== WHAT YOU NEED TO DO ==
For the listing below, print exactly the lines from the line with "type Error = StoreError;" to the line with "let inner = bb8::Pool::builder()", both included, and nothing beyond them.

== EXTRACTED RECORDS ==
Content starts

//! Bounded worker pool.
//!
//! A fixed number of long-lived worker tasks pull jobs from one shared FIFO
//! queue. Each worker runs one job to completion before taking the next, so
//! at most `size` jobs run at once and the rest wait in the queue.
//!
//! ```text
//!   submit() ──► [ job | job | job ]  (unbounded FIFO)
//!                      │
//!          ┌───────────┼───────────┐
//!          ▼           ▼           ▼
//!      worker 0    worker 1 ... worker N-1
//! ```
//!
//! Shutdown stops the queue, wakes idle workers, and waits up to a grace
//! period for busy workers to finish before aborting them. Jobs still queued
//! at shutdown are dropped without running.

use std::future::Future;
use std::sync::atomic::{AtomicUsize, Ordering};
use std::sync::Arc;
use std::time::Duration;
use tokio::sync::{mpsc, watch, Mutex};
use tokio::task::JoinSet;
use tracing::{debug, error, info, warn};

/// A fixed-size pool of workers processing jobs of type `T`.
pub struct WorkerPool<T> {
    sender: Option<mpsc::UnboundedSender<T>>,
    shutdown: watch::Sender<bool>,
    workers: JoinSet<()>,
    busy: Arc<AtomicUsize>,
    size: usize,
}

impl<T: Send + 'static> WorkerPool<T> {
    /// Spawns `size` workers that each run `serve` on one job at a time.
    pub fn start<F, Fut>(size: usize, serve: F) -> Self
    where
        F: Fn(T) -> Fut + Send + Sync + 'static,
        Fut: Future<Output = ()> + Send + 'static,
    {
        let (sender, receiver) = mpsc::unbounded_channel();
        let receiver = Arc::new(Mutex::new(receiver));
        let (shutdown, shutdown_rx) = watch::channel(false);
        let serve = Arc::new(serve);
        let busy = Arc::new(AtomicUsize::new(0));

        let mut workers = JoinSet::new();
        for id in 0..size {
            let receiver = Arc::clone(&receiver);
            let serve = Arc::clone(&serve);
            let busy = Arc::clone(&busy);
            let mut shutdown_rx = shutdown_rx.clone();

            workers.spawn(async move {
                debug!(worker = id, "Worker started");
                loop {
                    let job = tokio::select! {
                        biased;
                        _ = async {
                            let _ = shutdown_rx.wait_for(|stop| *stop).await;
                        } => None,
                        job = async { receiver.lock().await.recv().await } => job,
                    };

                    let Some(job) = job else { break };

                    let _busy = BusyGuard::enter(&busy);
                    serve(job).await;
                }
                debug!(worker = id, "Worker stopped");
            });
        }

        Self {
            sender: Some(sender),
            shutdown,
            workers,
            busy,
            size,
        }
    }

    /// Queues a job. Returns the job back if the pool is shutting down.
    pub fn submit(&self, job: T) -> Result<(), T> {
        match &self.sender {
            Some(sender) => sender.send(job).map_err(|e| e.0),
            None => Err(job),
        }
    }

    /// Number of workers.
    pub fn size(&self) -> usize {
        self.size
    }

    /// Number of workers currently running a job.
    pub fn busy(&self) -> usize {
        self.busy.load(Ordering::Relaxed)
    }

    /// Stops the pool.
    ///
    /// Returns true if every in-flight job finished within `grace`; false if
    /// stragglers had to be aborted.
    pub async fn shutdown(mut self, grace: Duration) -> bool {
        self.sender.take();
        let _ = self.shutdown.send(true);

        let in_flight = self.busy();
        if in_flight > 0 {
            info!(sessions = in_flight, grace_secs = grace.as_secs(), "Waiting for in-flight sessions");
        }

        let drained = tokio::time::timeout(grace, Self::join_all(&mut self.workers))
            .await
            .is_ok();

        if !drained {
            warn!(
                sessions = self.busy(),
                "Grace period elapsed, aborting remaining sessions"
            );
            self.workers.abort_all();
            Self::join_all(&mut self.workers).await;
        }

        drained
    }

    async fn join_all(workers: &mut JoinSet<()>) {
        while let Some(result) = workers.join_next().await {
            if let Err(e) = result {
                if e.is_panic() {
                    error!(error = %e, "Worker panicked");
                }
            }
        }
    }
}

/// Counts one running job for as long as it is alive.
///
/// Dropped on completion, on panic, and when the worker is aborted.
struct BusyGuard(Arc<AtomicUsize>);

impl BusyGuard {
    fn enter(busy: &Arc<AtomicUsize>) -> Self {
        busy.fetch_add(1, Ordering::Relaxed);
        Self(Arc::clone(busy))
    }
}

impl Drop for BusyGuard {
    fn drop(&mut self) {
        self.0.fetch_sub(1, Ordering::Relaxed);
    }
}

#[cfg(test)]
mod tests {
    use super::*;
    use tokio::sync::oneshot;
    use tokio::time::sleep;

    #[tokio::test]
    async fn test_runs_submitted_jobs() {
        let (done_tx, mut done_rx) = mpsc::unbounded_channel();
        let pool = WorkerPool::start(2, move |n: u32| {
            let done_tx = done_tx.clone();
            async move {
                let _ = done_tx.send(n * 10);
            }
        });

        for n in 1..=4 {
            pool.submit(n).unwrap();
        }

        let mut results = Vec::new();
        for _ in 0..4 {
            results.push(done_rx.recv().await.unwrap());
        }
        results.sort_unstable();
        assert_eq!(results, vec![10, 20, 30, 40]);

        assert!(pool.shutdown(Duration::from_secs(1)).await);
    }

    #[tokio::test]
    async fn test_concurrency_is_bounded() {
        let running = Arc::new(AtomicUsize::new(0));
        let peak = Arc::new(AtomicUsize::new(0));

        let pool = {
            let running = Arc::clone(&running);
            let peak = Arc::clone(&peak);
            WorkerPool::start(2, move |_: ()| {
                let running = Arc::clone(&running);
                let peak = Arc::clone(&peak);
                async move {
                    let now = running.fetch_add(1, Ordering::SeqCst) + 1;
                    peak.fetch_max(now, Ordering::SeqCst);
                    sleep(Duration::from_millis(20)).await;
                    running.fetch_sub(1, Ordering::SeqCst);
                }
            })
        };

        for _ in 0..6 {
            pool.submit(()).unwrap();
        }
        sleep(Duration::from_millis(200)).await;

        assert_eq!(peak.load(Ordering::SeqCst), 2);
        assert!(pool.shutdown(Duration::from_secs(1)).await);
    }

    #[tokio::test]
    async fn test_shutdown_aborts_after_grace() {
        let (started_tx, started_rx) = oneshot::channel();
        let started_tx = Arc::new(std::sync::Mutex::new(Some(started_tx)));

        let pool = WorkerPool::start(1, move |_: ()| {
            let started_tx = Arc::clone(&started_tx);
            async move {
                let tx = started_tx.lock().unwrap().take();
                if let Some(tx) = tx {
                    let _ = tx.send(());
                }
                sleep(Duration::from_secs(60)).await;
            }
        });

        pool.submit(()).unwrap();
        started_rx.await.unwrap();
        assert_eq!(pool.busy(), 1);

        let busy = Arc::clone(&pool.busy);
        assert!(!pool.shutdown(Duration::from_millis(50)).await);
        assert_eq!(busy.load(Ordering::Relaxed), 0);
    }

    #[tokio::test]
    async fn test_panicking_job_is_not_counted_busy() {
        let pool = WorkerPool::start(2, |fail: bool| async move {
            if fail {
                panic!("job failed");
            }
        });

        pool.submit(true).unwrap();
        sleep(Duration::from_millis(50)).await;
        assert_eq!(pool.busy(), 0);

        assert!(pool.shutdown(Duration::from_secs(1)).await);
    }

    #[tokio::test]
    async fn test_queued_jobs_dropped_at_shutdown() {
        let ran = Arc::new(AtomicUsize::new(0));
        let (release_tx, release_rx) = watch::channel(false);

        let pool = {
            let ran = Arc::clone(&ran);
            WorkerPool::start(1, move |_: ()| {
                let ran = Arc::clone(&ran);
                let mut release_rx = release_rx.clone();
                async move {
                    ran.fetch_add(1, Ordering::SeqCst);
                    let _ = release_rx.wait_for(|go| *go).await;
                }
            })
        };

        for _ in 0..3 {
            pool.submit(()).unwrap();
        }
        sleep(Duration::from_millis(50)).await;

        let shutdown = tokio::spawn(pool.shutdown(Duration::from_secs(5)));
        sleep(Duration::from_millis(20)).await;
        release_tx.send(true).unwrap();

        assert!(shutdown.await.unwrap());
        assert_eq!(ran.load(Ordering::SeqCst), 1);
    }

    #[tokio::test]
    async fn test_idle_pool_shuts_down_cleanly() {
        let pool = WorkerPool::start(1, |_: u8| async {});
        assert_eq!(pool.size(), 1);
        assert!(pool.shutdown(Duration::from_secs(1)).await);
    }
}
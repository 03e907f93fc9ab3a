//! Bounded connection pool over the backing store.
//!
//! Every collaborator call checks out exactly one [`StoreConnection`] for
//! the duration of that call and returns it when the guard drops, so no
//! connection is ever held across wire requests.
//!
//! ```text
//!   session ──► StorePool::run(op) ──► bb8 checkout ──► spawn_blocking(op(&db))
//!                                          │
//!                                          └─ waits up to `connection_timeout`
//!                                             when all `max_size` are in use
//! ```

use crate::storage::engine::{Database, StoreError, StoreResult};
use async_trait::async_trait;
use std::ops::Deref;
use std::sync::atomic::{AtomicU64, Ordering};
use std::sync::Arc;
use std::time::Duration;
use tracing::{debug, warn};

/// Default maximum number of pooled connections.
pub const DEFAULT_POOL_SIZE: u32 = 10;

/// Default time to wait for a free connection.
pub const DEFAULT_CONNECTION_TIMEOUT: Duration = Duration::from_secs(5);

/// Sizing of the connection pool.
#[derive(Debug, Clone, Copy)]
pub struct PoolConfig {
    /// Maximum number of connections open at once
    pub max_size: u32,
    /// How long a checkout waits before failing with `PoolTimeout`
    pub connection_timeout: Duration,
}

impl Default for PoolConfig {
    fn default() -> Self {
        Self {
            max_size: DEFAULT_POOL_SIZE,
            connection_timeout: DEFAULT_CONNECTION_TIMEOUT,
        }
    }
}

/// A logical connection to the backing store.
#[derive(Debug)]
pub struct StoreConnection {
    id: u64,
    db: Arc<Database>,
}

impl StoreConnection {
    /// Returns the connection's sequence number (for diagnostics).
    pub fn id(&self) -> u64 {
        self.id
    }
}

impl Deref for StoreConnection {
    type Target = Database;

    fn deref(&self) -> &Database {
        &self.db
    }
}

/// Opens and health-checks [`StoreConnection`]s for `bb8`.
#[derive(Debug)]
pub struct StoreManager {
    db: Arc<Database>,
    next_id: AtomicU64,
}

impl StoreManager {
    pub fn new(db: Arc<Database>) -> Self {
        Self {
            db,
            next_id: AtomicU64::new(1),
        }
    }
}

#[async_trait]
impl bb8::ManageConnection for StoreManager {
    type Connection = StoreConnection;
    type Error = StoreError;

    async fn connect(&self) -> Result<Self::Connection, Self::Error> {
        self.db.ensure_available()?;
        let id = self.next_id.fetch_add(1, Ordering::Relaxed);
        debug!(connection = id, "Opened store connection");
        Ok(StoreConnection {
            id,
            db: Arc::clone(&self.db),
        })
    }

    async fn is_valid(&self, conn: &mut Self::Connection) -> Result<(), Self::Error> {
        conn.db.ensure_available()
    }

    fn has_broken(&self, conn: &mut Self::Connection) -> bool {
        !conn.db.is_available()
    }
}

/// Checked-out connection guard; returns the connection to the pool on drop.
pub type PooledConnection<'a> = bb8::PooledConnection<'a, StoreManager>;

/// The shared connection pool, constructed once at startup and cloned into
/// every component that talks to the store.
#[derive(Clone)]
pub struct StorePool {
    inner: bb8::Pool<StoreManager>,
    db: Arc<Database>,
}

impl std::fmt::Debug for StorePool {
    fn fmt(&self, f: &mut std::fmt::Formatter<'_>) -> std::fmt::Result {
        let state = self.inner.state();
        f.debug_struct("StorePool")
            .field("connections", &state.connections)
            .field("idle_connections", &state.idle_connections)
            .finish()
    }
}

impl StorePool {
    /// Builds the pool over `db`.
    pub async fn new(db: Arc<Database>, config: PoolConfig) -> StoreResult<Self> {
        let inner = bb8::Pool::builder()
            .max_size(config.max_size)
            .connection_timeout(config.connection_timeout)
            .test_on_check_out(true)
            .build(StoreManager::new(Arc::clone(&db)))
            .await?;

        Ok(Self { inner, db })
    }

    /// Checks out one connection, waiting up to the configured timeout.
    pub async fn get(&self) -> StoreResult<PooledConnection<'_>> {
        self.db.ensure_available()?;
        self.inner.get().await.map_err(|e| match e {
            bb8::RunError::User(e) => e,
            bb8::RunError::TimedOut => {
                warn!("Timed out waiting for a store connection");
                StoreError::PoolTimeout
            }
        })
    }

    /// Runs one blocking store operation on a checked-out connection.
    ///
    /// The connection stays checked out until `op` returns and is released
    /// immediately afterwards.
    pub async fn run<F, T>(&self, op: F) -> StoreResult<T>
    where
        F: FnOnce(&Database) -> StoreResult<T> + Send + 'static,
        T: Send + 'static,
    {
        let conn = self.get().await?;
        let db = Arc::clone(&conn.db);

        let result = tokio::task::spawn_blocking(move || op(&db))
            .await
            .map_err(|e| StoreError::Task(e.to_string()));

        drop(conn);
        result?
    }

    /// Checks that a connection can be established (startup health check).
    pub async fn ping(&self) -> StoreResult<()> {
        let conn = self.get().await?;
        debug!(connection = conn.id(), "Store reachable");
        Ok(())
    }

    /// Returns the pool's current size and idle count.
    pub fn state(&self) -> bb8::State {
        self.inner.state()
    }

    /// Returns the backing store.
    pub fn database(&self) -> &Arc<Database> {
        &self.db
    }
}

Content ends

== ANSWER SECTION ==
    type Error = StoreError;

    async fn connect(&self) -> Result<Self::Connection, Self::Error> {
        self.db.ensure_available()?;
        let id = self.next_id.fetch_add(1, Ordering::Relaxed);
        debug!(connection = id, "Opened store connection");
        Ok(StoreConnection {
            id,
            db: Arc::clone(&self.db),
        })
    }

    async fn is_valid(&self, conn: &mut Self::Connection) -> Result<(), Self::Error> {
        conn.db.ensure_available()
    }

    fn has_broken(&self, conn: &mut Self::Connection) -> bool {
        !conn.db.is_available()
    }
}

/// Checked-out connection guard; returns the connection to the pool on drop.
pub type PooledConnection<'a> = bb8::PooledConnection<'a, StoreManager>;

/// The shared connection pool, constructed once at startup and cloned into
/// every component that talks to the store.
#[derive(Clone)]
pub struct StorePool {
    inner: bb8::Pool<StoreManager>,
    db: Arc<Database>,
}

impl std::fmt::Debug for StorePool {
    fn fmt(&self, f: &mut std::fmt::Formatter<'_>) -> std::fmt::Result {
        let state = self.inner.state();
        f.debug_struct("StorePool")
            .field("connections", &state.connections)
            .field("idle_connections", &state.idle_connections)
            .finish()
    }
}

impl StorePool {
    /// Builds the pool over `db`.
    pub async fn new(db: Arc<Database>, config: PoolConfig) -> StoreResult<Self> {
        let inner = bb8::Pool::builder()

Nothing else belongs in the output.